Potresti affermare che allora c’era una sorta di sudditanza psicologica nei confronti della cultura anglosassone?
Non allora. Parlerei piuttosto di una lenta e meditata scoperta di qualcosa che istintivamente, forse geneticamente, mi apparteneva. Adesso, forse, sì: ma è una conseguenza della mediocrità culturale in cui l’italiano è stato da tempo condannato a vivere dalla sua classe dirigente e dall’ingombrante presenza di un sistema televisivo indegno per un paese civile.
Com’è nata la legge del cinque e mezzo – tra le pagine “cult” del libro–. Puoi spiegarci in sintesi come funziona e perché il protagonista la applica?
Effettivamente è stata ripresa da un film con Alvaro Vitali, quindi non particolarmente raffinato come estrazione culturale.

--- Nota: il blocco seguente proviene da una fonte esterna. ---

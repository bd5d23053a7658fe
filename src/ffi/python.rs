// In: src/ffi/python.rs

use pyo3::prelude::*;
use pyo3::types::{PyDict, PyString};

use crate::bridge::boundary::TextBoundary;
use crate::bridge::format::AnalysisResult;
use crate::bridge::stateless_api;
use crate::config::{LoggingConfig, INVALID_ARGUMENT_MESSAGE};
use crate::error::EseError;
use crate::observability;

//==================================================================================
// I. The Python Boundary
//==================================================================================

/// Marshals CPython values in and out of the stateless API.
///
/// The input is the (optional) single positional argument; the output is a
/// fresh `dict` with `word_count` and `status` keys.
pub struct PythonBoundary<'py> {
    py: Python<'py>,
}

impl<'py> PythonBoundary<'py> {
    pub fn new(py: Python<'py>) -> Self {
        Self { py }
    }
}

fn invalid_argument() -> EseError {
    EseError::InvalidArgument(INVALID_ARGUMENT_MESSAGE.to_string())
}

impl<'py> TextBoundary for PythonBoundary<'py> {
    type Input = Option<Bound<'py, PyAny>>;
    type Output = Bound<'py, PyDict>;

    fn decode(&self, input: Self::Input) -> Result<String, EseError> {
        let arg = input.ok_or_else(invalid_argument)?;
        let text = arg.downcast::<PyString>().map_err(|_| invalid_argument())?;
        // Fails for strings that cannot be encoded as UTF-8 (lone surrogates).
        Ok(text.to_cow()?.into_owned())
    }

    fn encode(&self, result: AnalysisResult) -> Result<Self::Output, EseError> {
        let result_dict = PyDict::new_bound(self.py);
        result_dict.set_item("word_count", result.word_count())?;
        result_dict.set_item("status", result.status())?;
        Ok(result_dict)
    }

    fn scan(&self, text: &str) -> AnalysisResult {
        self.py
            .allow_threads(|| stateless_api::analyze_text(text))
    }
}

//==================================================================================
// II. Module Functions
//==================================================================================

#[pyfunction]
#[pyo3(name = "hello")]
pub fn hello_py() -> &'static str {
    stateless_api::hello()
}

/// Counts whitespace-delimited words.
///
/// Returns `{"word_count": int, "status": str}`. Raises `TypeError` if `text`
/// is missing or not a `str`.
#[pyfunction]
#[pyo3(name = "analyzeText", signature = (text = None))]
pub fn analyze_text_py<'py>(
    py: Python<'py>,
    text: Option<Bound<'py, PyAny>>,
) -> PyResult<Bound<'py, PyDict>> {
    let boundary = PythonBoundary::new(py);
    Ok(stateless_api::analyze_with(&boundary, text)?)
}

/// Routes the crate's `log` output to stderr, or appends it to `log_file`.
///
/// Returns `True` if this call installed the logger, `False` if one was
/// already active.
#[pyfunction]
#[pyo3(name = "enable_verbose_logging", signature = (log_file = None, level = "info"))]
pub fn enable_verbose_logging_py(log_file: Option<String>, level: &str) -> PyResult<bool> {
    let config = LoggingConfig {
        level: level.to_string(),
        log_file,
    };
    Ok(observability::init_logging(&config)?)
}
/// "Role - Company" heading of a job
pub fn format_job_heading(job: &JobEntry) -> String {
    match &job.role {
        Some(role) if !job.company.is_empty() => format!("{} - {}", role, job.company),
        Some(role) => role.clone(),
        None => job.company.clone(),
    }
}

/// "Location | Dates" line of a job
pub fn format_job_meta(job: &JobEntry) -> String {
    [job.location.as_deref(), job.dates.as_deref()]
        .into_iter()
        .flatten()
        .collect::<Vec<_>>()
        .join(" | ")
}

fn score_label(score: f64) -> &'static str {
    match score {
        s if s >= 80.0 => "STRONG MATCH",
        s if s >= 60.0 => "GOOD MATCH",
        s if s >= 40.0 => "PARTIAL MATCH",
        _ => "WEAK MATCH",
    }
}

impl ConsoleFormatter {
    pub fn new(use_colors: bool) -> Self {
        Self { use_colors }
    }

    fn colorize(&self, text: &str, color: Color) -> String {
        if self.use_colors {
            text.color(color).to_string()
        } else {
            text.to_string()
        }
    }

    fn format_header(&self, title: &str) -> String {
        if self.use_colors {
            format!("\n{} {}\n", "▓".color(Color::Blue).bold(), title.color(Color::Blue).bold())
        } else {
            format!("\n{} {}\n", "▓", title)
        }
    }

    fn format_assessment(&self, bundle: &ScoreBundle) -> String {
        let mut output = String::new();
        let label = score_label(bundle.total_score);
        let color = match label {
            "STRONG MATCH" => Color::Green,
            "GOOD MATCH" => Color::BrightGreen,
            "PARTIAL MATCH" => Color::Yellow,
            _ => Color::Red,
        };

        output.push_str(&format!(
            "Total Score: {:.1}/100 [{}]\n",
            bundle.total_score,
            self.colorize(label, color)
        ));
        output.push_str(&format!(
            "  Must-have: {:.1} ({} matched)\n",
            bundle.must_have.score,
            bundle.must_have.matches.len()
        ));
        output.push_str(&format!("  Nice-to-have: {:.1}\n", bundle.nice_to_have.score));
        output.push_str(&format!("  Industry: {:.1}\n", bundle.industry.score));
        output.push_str(&format!(
            "  Education: {:.1} ({})\n",
            bundle.education.score,
            if bundle.education.present { "present" } else { "not found" }
        ));
        if !bundle.must_have.missing.is_empty() {
            output.push_str(&format!(
                "  Missing: {}\n",
                self.colorize(&bundle.must_have.missing.join(", "), Color::Red)
            ));
        }
        output
    }
}

impl OutputFormatter for ConsoleFormatter {
    fn format(&self, context: &RenderContext) -> Result<String> {
        let candidate = &context.candidate;
        let mut output = String::new();

        let name = if candidate.name.is_empty() { "Unnamed Candidate" } else { &candidate.name };
        output.push_str(&self.format_header(name));
        if !candidate.title.is_empty() {
            output.push_str(&format!("{}\n", self.colorize(&candidate.title, Color::Cyan)));
        }

        if !candidate.summary_points.is_empty() {
            output.push_str(&self.format_header("Professional Summary"));
            for point in &candidate.summary_points {
                output.push_str(&format!("  • {}\n", point));
            }
        }

        if !candidate.education.is_empty() {
            output.push_str(&self.format_header("Education"));
            for entry in &candidate.education {
                output.push_str(&format!("  • {}\n", format_education(entry)));
            }
        }

        if !candidate.certifications.is_empty() {
            output.push_str(&self.format_header("Certifications"));
            for cert in &candidate.certifications {
                output.push_str(&format!("  • {}\n", cert));
            }
        }

        if !candidate.experience.is_empty() {
            output.push_str(&self.format_header("Professional Experience"));
            for job in &candidate.experience {
                output.push_str(&format!("{}\n", self.colorize(&format_job_heading(job), Color::White)));
                let meta = format_job_meta(job);
                if !meta.is_empty() {
                    output.push_str(&format!("{}\n", self.colorize(&meta, Color::BrightBlack)));
                }
                for bullet in &job.bullets {
                    output.push_str(&format!("  • {}\n", bullet));
                }
                output.push('\n');
            }
        }

        if !candidate.skills.is_empty() {
            output.push_str(&self.format_header("Skills"));
            for category in candidate.skills.iter() {
                output.push_str(&format!(
                    "{}: {}\n",
                    self.colorize(&category.name, Color::Yellow),
                    category.skills.join(", ")
                ));
            }
        }

        if let Some(bundle) = &candidate.skill_assessment {
            output.push_str(&self.format_header("Skill Assessment"));
            output.push_str(&self.format_assessment(bundle));
        }

        output.push_str(&format!("\nGenerated: {}\n", context.current_date));
        Ok(output)
    }

    fn supports_format(&self) -> OutputFormat {
        OutputFormat::Console
    }
}

impl JsonFormatter {
    pub fn new(pretty: bool) -> Self {
        Self { pretty }
    }
}

impl OutputFormatter for JsonFormatter {
    fn format(&self, context: &RenderContext) -> Result<String> {
        if self.pretty {
            Ok(serde_json::to_string_pretty(context)?)
        } else {
            Ok(serde_json::to_string(context)?)
        }
    }

    fn supports_format(&self) -> OutputFormat {
        OutputFormat::Json
    }
}

impl OutputFormatter for MarkdownFormatter {
    fn format(&self, context: &RenderContext) -> Result<String> {
        let candidate = &context.candidate;
        let mut output = String::new();

        output.push_str(&format!("# {}\n\n", candidate.name));
        if !candidate.title.is_empty() {
            output.push_str(&format!("**{}**\n\n", candidate.title));
        }

        if !candidate.summary_points.is_empty() {
            output.push_str("## Professional Summary\n\n");
            for point in &candidate.summary_points {
                output.push_str(&format!("- {}\n", point));
            }
            output.push('\n');
        }

        if !candidate.education.is_empty() {
            output.push_str("## Education\n\n");
            for entry in &candidate.education {
                output.push_str(&format!("- {}\n", format_education(entry)));
            }
            output.push('\n');
        }

        if !candidate.certifications.is_empty() {
            output.push_str("## Certifications\n\n");
            for cert in &candidate.certifications {
                output.push_str(&format!("- {}\n", cert));
            }
            output.push('\n');
        }

        if !candidate.experience.is_empty() {
            output.push_str("## Professional Experience\n\n");
            for job in &candidate.experience {
                output.push_str(&format!("### {}\n\n", format_job_heading(job)));
                let meta = format_job_meta(job);
                if !meta.is_empty() {
                    output.push_str(&format!("*{}*\n\n", meta));
                }
                for bullet in &job.bullets {
                    output.push_str(&format!("- {}\n", bullet));
                }
                if !job.bullets.is_empty() {
                    output.push('\n');
                }
            }
        }

        if !candidate.skills.is_empty() {
            output.push_str("## Skills\n\n");
            for category in candidate.skills.iter() {
                output.push_str(&format!("- **{}:** {}\n", category.name, category.skills.join(", ")));
            }
            output.push('\n');
        }

        if let Some(bundle) = &candidate.skill_assessment {
            output.push_str("## Skill Assessment\n\n");
            output.push_str("| Component | Score |\n|---|---|\n");
            output.push_str(&format!("| Must-have | {:.1} |\n", bundle.must_have.score));
            output.push_str(&format!("| Nice-to-have | {:.1} |\n", bundle.nice_to_have.score));
            output.push_str(&format!("| Industry | {:.1} |\n", bundle.industry.score));
            output.push_str(&format!("| Education | {:.1} |\n", bundle.education.score));
            output.push_str(&format!("| **Total** | **{:.1}** |\n\n", bundle.total_score));
            if !bundle.must_have.missing.is_empty() {
                output.push_str(&format!("Missing must-have skills: {}\n\n", bundle.must_have.missing.join(", ")));
            }
        }

        output.push_str(&format!("---\n*Generated {}*\n", context.current_date));
        Ok(output)
    }

    fn supports_format(&self) -> OutputFormat {
        OutputFormat::Markdown
    }
}

impl HtmlFormatter {
    pub fn new(include_styles: bool) -> Self {
        Self { include_styles }
    }

    fn create_template_data(&self, context: &RenderContext) -> HtmlTemplate {
        let candidate = &context.candidate;
        let assessment = candidate.skill_assessment.as_ref();
        let score = |value: Option<f64>| value.map(|v| format!("{:.1}", v)).unwrap_or_default();

        HtmlTemplate {
            include_styles: self.include_styles,
            name: candidate.name.clone(),
            title: candidate.title.clone(),
            current_date: context.current_date.clone(),
            summary_points: candidate.summary_points.clone(),
            education: candidate.education.iter().map(format_education).collect(),
            certifications: candidate.certifications.clone(),
            jobs: candidate
                .experience
                .iter()
                .map(|job| HtmlJob {
                    heading: format_job_heading(job),
                    meta: format_job_meta(job),
                    bullets: job.bullets.clone(),
                })
                .collect(),
            skills: candidate
                .skills
                .iter()
                .map(|category| HtmlSkillCategory {
                    name: category.name.clone(),
                    skills: category.skills.join(", "),
                })
                .collect(),
            has_assessment: assessment.is_some(),
            total_score: score(assessment.map(|b| b.total_score)),
            must_have_score: score(assessment.map(|b| b.must_have.score)),
            nice_to_have_score: score(assessment.map(|b| b.nice_to_have.score)),
            industry_score: score(assessment.map(|b| b.industry.score)),
            education_score: score(assessment.map(|b| b.education.score)),
            missing: assessment.map(|b| b.must_have.missing.join(", ")).unwrap_or_default(),
        }
    }
}
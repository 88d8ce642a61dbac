//! Skills section parsing into labelled categories

use crate::processing::text_processor::strip_bullet;
use regex::Regex;
use serde::de::{MapAccess, Visitor};
use serde::ser::SerializeMap;
use serde::{Deserialize, Deserializer, Serialize, Serializer};
use std::fmt;

pub const DEFAULT_SKILL_CATEGORY: &str = "Technical Skills";

/// Skill lists keyed by category label, in first-insertion order.
/// Serializes as a JSON object whose keys keep that order.
#[derive(Debug, Clone, Default, PartialEq, Eq)]
pub struct SkillCategoryMap {
    categories: Vec<SkillCategory>,
}

#[derive(Debug, Clone, PartialEq, Eq)]
pub struct SkillCategory {
    pub name: String,
    pub skills: Vec<String>,
}

impl SkillCategoryMap {
    pub fn new() -> Self {
        Self::default()
    }

    /// Get the bucket for `name`, appending an empty one if it does not exist yet
    pub fn bucket_mut(&mut self, name: &str) -> &mut Vec<String> {
        let index = match self.categories.iter().position(|category| category.name == name) {
            Some(index) => index,
            None => {
                self.categories.push(SkillCategory {
                    name: name.to_string(),
                    skills: Vec::new(),
                });
                self.categories.len() - 1
            }
        };
        &mut self.categories[index].skills
    }

    pub fn get(&self, name: &str) -> Option<&[String]> {
        self.categories
            .iter()
            .find(|category| category.name == name)
            .map(|category| category.skills.as_slice())
    }

    pub fn names(&self) -> Vec<&str> {
        self.categories.iter().map(|category| category.name.as_str()).collect()
    }

    pub fn iter(&self) -> impl Iterator<Item = &SkillCategory> {
        self.categories.iter()
    }

    pub fn skill_count(&self) -> usize {
        self.categories.iter().map(|category| category.skills.len()).sum()
    }

    pub fn len(&self) -> usize {
        self.categories.len()
    }

    pub fn is_empty(&self) -> bool {
        self.categories.is_empty()
    }
}

impl Serialize for SkillCategoryMap {
    fn serialize<S: Serializer>(&self, serializer: S) -> Result<S::Ok, S::Error> {
        let mut map = serializer.serialize_map(Some(self.categories.len()))?;
        for category in &self.categories {
            map.serialize_entry(&category.name, &category.skills)?;
        }
        map.end()
    }
}

struct SkillCategoryMapVisitor;

impl<'de> Visitor<'de> for SkillCategoryMapVisitor {
    type Value = SkillCategoryMap;

    fn expecting(&self, f: &mut fmt::Formatter) -> fmt::Result {
        f.write_str("a map of skill category names to skill lists")
    }

    fn visit_map<A: MapAccess<'de>>(self, mut access: A) -> Result<Self::Value, A::Error> {
        let mut categories = SkillCategoryMap::new();
        while let Some((name, skills)) = access.next_entry::<String, Vec<String>>()? {
            categories.bucket_mut(&name).extend(skills);
        }
        Ok(categories)
    }
}

impl<'de> Deserialize<'de> for SkillCategoryMap {
    fn deserialize<D: Deserializer<'de>>(deserializer: D) -> Result<Self, D::Error> {
        deserializer.deserialize_map(SkillCategoryMapVisitor)
    }
}

/// Fold state for the skills pass
struct SkillsState {
    current_category: String,
    categories: SkillCategoryMap,
}

impl SkillsState {
    fn new(start_category: &str) -> Self {
        Self {
            current_category: start_category.to_string(),
            categories: SkillCategoryMap::new(),
        }
    }

    fn step(mut self, line: &str) -> Self {
        if let Some(label) = line.strip_suffix(':') {
            self.current_category = label.trim().to_string();
            self.categories.bucket_mut(&self.current_category);
            return self;
        }

        let items: Vec<String> = strip_bullet(line)
            .split(',')
            .map(str::trim)
            .filter(|item| !item.is_empty())
            .map(str::to_string)
            .collect();

        if !items.is_empty() {
            self.categories.bucket_mut(&self.current_category).extend(items);
        }
        self
    }
}

pub struct SkillsParser {
    fallback_split_regex: Regex,
}

impl Default for SkillsParser {
    fn default() -> Self {
        Self::new()
    }
}

impl SkillsParser {
    pub fn new() -> Self {
        let fallback_split_regex = Regex::new(r"[\n,•\-\*]+").expect("Invalid skills split regex");
        Self { fallback_split_regex }
    }

    pub fn parse(&self, text: &str) -> SkillCategoryMap {
        let categories = text
            .lines()
            .map(str::trim)
            .filter(|line| !line.is_empty())
            .fold(SkillsState::new(DEFAULT_SKILL_CATEGORY), SkillsState::step)
            .categories;

        if categories.is_empty() && !text.trim().is_empty() {
            return self.parse_flat(text);
        }
        categories
    }

    /// Treat the whole section as one flat list under the default category
    fn parse_flat(&self, text: &str) -> SkillCategoryMap {
        let skills: Vec<String> = self
            .fallback_split_regex
            .split(text)
            .map(str::trim)
            .filter(|item| !item.is_empty())
            .map(str::to_string)
            .collect();

        let mut categories = SkillCategoryMap::new();
        if !skills.is_empty() {
            categories.bucket_mut(DEFAULT_SKILL_CATEGORY).extend(skills);
        }
        categories
    }
}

I protagonisti si divertivano a fare un “Totofemmina” ovvero ad applicare una gerarchia numerica alla bellezza femminile. L’abitudine di attribuire voti è diventata internazionale, non dimentichiamoci del film 10 con l’esordio di Bo Derek, a quel tempo considerata il massimo della bellezza femminile, un 10 appunto. La legge del “cinque e mezzo” è nata una era, durante una di quelle cene tra amici, caratterizzate dalla scarsa aulicità degli argomenti di conversazione, riunioni che non brillavano neanche per la raffinatezza del linguaggio usato e per la profondità dei concetti espressi: semplicemente si sostenevano le più disparate tesi sull’accettabilità o meno di esperienze sessuali con ragazze di vario grado estetico. La legge del “cinque e mezzo” e la sua alternativa “Teoria della bruttina” sono la sinopsi di quanto elaborato in quella riunione di “cervelli”. È stato un modo goliardico per sottolineare quanto può essere banale la mente dell’uomo medio(cre) e a quale basso livello morale e culturale si può scendere quando le riunioni conviviali vengono frequentate esclusivamente da elementi di sesso maschile.